Collected data:
--*--

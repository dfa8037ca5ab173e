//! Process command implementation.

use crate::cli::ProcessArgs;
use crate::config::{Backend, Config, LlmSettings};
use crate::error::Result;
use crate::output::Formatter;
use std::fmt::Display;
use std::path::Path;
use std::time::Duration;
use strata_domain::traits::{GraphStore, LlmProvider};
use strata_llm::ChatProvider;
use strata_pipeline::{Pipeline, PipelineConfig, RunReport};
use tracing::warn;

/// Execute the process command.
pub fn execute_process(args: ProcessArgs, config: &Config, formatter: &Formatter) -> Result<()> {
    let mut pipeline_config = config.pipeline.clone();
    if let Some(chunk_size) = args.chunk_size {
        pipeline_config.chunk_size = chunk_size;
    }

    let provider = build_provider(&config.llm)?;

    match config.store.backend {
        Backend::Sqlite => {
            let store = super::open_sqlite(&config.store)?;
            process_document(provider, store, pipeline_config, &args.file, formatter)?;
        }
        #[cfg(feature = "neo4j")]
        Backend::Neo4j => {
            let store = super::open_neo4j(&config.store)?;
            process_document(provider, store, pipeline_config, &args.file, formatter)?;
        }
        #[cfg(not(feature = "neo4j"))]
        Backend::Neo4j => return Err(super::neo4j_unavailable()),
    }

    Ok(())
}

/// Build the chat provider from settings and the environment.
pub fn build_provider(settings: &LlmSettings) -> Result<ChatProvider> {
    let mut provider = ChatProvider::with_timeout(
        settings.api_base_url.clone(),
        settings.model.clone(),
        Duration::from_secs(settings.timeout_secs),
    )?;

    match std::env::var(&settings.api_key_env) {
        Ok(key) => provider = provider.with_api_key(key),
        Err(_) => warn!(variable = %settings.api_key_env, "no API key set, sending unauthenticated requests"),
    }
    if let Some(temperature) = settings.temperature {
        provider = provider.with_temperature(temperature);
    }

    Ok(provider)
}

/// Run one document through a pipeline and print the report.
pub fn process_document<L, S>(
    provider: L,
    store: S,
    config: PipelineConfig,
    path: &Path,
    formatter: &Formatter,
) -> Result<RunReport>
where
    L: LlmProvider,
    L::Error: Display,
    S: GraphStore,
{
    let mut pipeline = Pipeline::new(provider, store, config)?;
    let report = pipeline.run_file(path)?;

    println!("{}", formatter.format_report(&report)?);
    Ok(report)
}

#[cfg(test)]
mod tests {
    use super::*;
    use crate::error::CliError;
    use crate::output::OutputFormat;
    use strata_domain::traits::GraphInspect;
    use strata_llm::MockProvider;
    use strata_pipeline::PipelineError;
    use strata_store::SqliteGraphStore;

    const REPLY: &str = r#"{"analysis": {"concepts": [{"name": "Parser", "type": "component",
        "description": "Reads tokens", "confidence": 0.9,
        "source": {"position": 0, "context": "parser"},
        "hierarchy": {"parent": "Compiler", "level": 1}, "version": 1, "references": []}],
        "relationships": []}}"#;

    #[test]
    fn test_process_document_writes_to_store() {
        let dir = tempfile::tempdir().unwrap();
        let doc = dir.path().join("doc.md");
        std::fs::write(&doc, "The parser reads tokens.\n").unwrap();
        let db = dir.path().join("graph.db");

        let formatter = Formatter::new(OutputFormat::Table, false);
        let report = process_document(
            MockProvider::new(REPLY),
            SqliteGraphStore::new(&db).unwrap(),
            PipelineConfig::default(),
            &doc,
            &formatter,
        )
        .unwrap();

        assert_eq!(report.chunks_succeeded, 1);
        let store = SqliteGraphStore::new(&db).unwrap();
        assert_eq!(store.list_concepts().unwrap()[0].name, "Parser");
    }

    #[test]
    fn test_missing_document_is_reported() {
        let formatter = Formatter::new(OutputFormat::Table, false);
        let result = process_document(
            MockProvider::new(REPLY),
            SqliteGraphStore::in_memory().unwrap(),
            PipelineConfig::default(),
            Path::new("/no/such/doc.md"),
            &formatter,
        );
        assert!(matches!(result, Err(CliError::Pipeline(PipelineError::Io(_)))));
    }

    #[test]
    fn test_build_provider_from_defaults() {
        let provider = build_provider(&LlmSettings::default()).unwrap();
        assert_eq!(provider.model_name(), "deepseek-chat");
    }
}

--*--

= Problem =
The word is "clone". Copy every line above where it appears.

= Reply to the task =
    let mut pipeline_config = config.pipeline.clone();
        settings.api_base_url.clone(),
        settings.model.clone(),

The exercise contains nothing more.